* _Stored items_:
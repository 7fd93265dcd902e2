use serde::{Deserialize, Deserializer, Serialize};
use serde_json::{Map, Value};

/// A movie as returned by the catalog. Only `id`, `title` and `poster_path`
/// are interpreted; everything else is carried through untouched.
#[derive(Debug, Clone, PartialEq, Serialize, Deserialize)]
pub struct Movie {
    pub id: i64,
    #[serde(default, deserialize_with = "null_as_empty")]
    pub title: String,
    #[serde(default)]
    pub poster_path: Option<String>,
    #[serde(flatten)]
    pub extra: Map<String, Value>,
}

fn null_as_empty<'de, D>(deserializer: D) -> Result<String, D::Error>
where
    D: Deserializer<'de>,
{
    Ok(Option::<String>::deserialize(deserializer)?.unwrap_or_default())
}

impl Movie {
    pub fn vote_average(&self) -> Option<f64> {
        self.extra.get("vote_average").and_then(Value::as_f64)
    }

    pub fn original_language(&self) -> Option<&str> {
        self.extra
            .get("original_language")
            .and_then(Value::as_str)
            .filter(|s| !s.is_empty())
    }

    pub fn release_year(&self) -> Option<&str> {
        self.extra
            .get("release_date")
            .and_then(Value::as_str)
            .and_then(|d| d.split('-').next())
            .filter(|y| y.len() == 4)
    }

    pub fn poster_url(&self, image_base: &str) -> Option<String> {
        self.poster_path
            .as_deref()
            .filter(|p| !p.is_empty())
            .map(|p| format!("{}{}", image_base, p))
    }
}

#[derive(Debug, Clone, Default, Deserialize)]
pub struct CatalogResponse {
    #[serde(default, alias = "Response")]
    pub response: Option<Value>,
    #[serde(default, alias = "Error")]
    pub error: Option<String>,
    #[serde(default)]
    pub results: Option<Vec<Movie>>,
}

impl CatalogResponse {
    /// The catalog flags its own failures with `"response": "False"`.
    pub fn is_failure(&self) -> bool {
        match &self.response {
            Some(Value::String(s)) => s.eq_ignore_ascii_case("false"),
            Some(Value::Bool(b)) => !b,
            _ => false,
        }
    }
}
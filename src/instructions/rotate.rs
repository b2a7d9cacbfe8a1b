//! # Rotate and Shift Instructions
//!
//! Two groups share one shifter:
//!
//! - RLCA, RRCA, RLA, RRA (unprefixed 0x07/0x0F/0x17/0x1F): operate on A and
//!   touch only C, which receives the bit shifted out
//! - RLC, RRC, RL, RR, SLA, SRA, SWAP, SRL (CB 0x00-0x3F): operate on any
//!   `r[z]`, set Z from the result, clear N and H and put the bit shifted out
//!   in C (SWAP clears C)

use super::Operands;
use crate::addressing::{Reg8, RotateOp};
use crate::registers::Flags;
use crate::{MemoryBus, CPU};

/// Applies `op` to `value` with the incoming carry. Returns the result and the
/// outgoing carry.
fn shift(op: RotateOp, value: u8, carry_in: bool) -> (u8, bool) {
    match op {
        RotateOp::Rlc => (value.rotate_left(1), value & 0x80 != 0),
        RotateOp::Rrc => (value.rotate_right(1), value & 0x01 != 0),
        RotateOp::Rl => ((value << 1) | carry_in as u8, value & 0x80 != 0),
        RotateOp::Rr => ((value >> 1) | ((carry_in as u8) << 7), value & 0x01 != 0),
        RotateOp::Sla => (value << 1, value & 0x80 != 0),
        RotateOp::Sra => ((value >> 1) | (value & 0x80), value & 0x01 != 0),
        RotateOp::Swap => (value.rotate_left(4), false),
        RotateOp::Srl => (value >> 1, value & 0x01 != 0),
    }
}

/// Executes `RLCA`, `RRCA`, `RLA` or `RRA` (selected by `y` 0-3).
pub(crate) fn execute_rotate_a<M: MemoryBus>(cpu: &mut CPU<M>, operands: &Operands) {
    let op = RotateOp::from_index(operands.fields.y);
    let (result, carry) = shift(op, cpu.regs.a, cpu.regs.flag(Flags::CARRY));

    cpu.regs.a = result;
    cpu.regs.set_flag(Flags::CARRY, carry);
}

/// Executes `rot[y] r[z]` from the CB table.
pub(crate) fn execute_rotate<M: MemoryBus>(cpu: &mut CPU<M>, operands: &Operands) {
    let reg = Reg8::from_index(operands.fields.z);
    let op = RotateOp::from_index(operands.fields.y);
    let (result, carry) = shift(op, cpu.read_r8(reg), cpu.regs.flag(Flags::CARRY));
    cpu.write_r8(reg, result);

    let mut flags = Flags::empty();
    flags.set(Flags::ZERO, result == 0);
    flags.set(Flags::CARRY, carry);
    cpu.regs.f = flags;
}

...

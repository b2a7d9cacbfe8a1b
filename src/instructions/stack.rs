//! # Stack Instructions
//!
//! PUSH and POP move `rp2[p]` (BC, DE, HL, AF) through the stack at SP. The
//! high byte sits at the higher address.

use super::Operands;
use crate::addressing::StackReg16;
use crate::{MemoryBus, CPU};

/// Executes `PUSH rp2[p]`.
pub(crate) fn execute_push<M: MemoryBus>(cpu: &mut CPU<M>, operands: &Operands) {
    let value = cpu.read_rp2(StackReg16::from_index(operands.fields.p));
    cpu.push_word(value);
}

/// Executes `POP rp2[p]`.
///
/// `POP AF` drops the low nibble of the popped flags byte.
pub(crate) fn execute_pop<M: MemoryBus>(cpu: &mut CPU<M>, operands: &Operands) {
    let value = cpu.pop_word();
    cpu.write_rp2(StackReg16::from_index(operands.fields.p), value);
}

---

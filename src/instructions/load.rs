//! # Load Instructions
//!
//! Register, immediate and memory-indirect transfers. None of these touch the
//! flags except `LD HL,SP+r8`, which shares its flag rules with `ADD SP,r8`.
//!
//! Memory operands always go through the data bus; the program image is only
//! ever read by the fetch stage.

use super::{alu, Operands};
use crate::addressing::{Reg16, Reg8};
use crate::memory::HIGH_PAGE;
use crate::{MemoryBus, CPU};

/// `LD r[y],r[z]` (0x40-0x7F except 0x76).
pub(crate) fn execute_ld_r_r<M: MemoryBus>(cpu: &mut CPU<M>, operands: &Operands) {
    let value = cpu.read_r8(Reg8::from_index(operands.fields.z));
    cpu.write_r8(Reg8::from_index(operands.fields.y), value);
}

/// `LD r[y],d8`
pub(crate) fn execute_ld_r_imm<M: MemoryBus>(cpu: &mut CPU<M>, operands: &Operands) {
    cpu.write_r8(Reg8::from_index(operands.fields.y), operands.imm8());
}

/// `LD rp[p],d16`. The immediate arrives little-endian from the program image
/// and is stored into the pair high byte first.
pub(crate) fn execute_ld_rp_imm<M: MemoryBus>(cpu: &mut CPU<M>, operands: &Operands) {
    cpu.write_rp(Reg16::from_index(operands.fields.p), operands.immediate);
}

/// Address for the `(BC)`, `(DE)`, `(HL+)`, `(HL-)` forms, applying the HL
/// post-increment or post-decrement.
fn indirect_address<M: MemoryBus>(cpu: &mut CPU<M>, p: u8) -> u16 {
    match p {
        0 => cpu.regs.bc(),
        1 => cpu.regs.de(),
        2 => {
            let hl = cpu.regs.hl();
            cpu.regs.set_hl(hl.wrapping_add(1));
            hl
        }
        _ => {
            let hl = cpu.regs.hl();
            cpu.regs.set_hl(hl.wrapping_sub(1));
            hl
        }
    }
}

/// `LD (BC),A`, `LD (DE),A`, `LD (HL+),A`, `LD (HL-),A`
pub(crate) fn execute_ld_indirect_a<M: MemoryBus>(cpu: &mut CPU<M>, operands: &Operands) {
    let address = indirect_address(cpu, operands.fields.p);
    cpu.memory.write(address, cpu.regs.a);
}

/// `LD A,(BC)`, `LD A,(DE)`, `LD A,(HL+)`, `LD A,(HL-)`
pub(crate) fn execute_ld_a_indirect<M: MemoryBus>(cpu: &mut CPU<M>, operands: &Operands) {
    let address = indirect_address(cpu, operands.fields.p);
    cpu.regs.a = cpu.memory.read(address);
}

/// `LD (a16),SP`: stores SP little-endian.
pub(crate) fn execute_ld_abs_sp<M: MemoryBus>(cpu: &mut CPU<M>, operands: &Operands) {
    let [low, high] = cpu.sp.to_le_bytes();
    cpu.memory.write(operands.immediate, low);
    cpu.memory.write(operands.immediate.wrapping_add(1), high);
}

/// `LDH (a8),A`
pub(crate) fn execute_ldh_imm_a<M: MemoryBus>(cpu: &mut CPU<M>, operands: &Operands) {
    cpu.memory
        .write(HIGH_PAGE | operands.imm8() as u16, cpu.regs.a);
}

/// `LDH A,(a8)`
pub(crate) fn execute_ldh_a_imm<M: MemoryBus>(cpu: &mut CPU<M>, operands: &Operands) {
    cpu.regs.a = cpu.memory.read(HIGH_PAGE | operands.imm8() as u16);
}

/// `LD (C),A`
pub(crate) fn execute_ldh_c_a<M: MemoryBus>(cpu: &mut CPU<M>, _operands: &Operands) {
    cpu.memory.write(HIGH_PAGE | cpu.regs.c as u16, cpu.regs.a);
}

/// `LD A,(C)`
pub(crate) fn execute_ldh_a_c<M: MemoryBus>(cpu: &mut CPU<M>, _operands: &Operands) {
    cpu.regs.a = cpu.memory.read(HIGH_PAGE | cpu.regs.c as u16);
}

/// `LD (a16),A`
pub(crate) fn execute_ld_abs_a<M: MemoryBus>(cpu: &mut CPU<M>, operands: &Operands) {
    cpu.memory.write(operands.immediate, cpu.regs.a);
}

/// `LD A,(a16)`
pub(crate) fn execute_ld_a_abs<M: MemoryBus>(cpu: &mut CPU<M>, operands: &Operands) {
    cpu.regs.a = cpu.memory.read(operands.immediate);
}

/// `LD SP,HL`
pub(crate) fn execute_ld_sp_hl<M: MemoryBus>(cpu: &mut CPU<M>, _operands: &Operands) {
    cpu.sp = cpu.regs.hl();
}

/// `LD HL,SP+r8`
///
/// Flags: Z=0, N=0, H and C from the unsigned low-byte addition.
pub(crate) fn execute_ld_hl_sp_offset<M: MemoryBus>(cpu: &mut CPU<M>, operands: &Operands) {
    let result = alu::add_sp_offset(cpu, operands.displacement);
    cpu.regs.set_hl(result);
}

* _What the task asks_:
Could you return the lines in the entries above that contain "shifted"?

* _Response below_:
//!   touch only C, which receives the bit shifted out
//!   `r[z]`, set Z from the result, clear N and H and put the bit shifted out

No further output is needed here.